---------- Records for processing

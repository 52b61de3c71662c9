//! Physical selectors evaluated by document backends.
//!
//! Filters (see [`crate::Filter`]) name logical attributes; a translator turns
//! them into a [`Selector`] that matches either plaintext fields or blinded
//! index entries, depending on how the store persists documents.

use serde::{Deserialize, Serialize};
use serde_json::{json, Value};
use std::collections::BTreeMap;

/// Field that carries blind index entries on an encrypted document.
pub const INDEXED_FIELD: &str = "indexed";

/// One blinded `(name, value)` pair under a given index key.
#[derive(Debug, Clone, PartialEq, Eq, PartialOrd, Ord, Hash, Serialize, Deserialize)]
pub struct IndexedAttribute {
    pub index_id: String,
    pub name: String,
    pub value: String,
}

#[derive(Debug, Clone, PartialEq)]
pub enum Selector {
    /// Field at a dotted path equals `value`, or is an array containing it.
    Field { path: String, value: Value },
    /// The document carries this blinded index entry.
    Indexed(IndexedAttribute),
    And(Vec<Selector>),
    Or(Vec<Selector>),
}

impl Selector {
    pub fn field(path: impl Into<String>, value: impl Into<Value>) -> Self {
        Selector::Field {
            path: path.into(),
            value: value.into(),
        }
    }

    /// Evaluate against a raw backend document body.
    pub fn matches(&self, doc: &Value) -> bool {
        match self {
            Selector::Field { path, value } => match resolve_path(doc, path) {
                Some(Value::Array(items)) => items.iter().any(|item| item == value),
                Some(found) => found == value,
                None => false,
            },
            Selector::Indexed(entry) => has_index_entry(doc, entry),
            Selector::And(parts) => parts.iter().all(|s| s.matches(doc)),
            Selector::Or(parts) => parts.iter().any(|s| s.matches(doc)),
        }
    }
}

/// Walk a dotted path (`meta.profileId`) through nested objects.
pub fn resolve_path<'a>(doc: &'a Value, path: &str) -> Option<&'a Value> {
    path.split('.')
        .try_fold(doc, |current, segment| current.get(segment))
}

fn has_index_entry(doc: &Value, entry: &IndexedAttribute) -> bool {
    let Some(Value::Array(groups)) = doc.get(INDEXED_FIELD) else {
        return false;
    };
    groups
        .iter()
        .filter(|group| {
            group.pointer("/hmac/id").and_then(Value::as_str) == Some(entry.index_id.as_str())
        })
        .filter_map(|group| group.get("attributes").and_then(Value::as_array))
        .flatten()
        .any(|attribute| {
            attribute.get("name").and_then(Value::as_str) == Some(entry.name.as_str())
                && attribute.get("value").and_then(Value::as_str) == Some(entry.value.as_str())
        })
}

/// Lay out index entries the way encrypted documents carry them:
/// one group per index key, each listing its blinded attributes.
///
/// ```text
/// [ { "hmac": { "id": <index_id> }, "attributes": [ { "name", "value" }, ... ] } ]
/// ```
pub fn index_entries_to_json(entries: &[IndexedAttribute]) -> Value {
    let mut groups: BTreeMap<&str, Vec<Value>> = BTreeMap::new();
    for entry in entries {
        groups
            .entry(entry.index_id.as_str())
            .or_default()
            .push(json!({ "name": entry.name, "value": entry.value }));
    }
    Value::Array(
        groups
            .into_iter()
            .map(|(index_id, attributes)| {
                json!({ "hmac": { "id": index_id }, "attributes": attributes })
            })
            .collect(),
    )
}

#[cfg(test)]
mod tests {
    use super::*;

    fn sample_doc() -> Value {
        json!({
            "content": {
                "id": "urn:1",
                "type": ["VerifiableCredential", "AlumniCredential"]
            },
            "meta": { "profileId": "p1", "displayable": true }
        })
    }

    fn entry(name: &str, value: &str) -> IndexedAttribute {
        IndexedAttribute {
            index_id: "idx-1".into(),
            name: name.into(),
            value: value.into(),
        }
    }

    #[test]
    fn test_resolve_path() {
        let doc = sample_doc();
        assert_eq!(resolve_path(&doc, "meta.profileId"), Some(&json!("p1")));
        assert!(resolve_path(&doc, "meta.parentId").is_none());
        assert!(resolve_path(&doc, "content.id.deeper").is_none());
    }

    #[test]
    fn test_field_scalar_match() {
        let doc = sample_doc();
        assert!(Selector::field("content.id", "urn:1").matches(&doc));
        assert!(!Selector::field("content.id", "urn:2").matches(&doc));
        assert!(Selector::field("meta.displayable", true).matches(&doc));
    }

    #[test]
    fn test_field_array_contains() {
        let doc = sample_doc();
        assert!(Selector::field("content.type", "AlumniCredential").matches(&doc));
        assert!(!Selector::field("content.type", "KingCredential").matches(&doc));
    }

    #[test]
    fn test_missing_field_never_matches() {
        let doc = sample_doc();
        assert!(!Selector::field("meta.parentId", "1234").matches(&doc));
    }

    #[test]
    fn test_and_or() {
        let doc = sample_doc();
        let both = Selector::And(vec![
            Selector::field("meta.profileId", "p1"),
            Selector::field("content.id", "urn:1"),
        ]);
        assert!(both.matches(&doc));

        let wrong_profile = Selector::And(vec![
            Selector::field("meta.profileId", "p2"),
            Selector::field("content.id", "urn:1"),
        ]);
        assert!(!wrong_profile.matches(&doc));

        let either = Selector::Or(vec![
            Selector::field("content.id", "urn:9"),
            Selector::field("content.id", "urn:1"),
        ]);
        assert!(either.matches(&doc));

        assert!(Selector::And(vec![]).matches(&doc));
        assert!(!Selector::Or(vec![]).matches(&doc));
    }

    #[test]
    fn test_indexed_entry_match() {
        let entries = vec![entry("n1", "v1"), entry("n2", "v2")];
        let doc = json!({ "indexed": index_entries_to_json(&entries) });

        assert!(Selector::Indexed(entry("n1", "v1")).matches(&doc));
        assert!(Selector::Indexed(entry("n2", "v2")).matches(&doc));
        // name and value must come from the same attribute
        assert!(!Selector::Indexed(entry("n1", "v2")).matches(&doc));
    }

    #[test]
    fn test_indexed_entry_wrong_index_id() {
        let doc = json!({ "indexed": index_entries_to_json(&[entry("n1", "v1")]) });
        let other_key = IndexedAttribute {
            index_id: "idx-2".into(),
            ..entry("n1", "v1")
        };
        assert!(!Selector::Indexed(other_key).matches(&doc));
    }

    #[test]
    fn test_indexed_on_plain_document() {
        assert!(!Selector::Indexed(entry("n1", "v1")).matches(&sample_doc()));
    }

    #[test]
    fn test_index_entries_grouped_by_key() {
        let mut second = entry("n3", "v3");
        second.index_id = "idx-0".into();
        let json = index_entries_to_json(&[entry("n1", "v1"), second, entry("n2", "v2")]);
        let groups = json.as_array().unwrap();
        assert_eq!(groups.len(), 2);
        assert_eq!(groups[0]["hmac"]["id"], "idx-0");
        assert_eq!(groups[1]["attributes"].as_array().unwrap().len(), 2);
    }
}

--------------------

What needs to be done
The lines from the top of the data above down to the line containing "#[derive(Debug, Clone, PartialEq)]" are to be copied exactly; no other line should appear.

Result of this task
repository 52b61de3c71662c9
//! Physical selectors evaluated by document backends.
//!
//! Filters (see [`crate::Filter`]) name logical attributes; a translator turns
//! them into a [`Selector`] that matches either plaintext fields or blinded
//! index entries, depending on how the store persists documents.

use serde::{Deserialize, Serialize};
use serde_json::{json, Value};
use std::collections::BTreeMap;

/// Field that carries blind index entries on an encrypted document.
pub const INDEXED_FIELD: &str = "indexed";

/// One blinded `(name, value)` pair under a given index key.
#[derive(Debug, Clone, PartialEq, Eq, PartialOrd, Ord, Hash, Serialize, Deserialize)]
pub struct IndexedAttribute {
    pub index_id: String,
    pub name: String,
    pub value: String,
}

#[derive(Debug, Clone, PartialEq)]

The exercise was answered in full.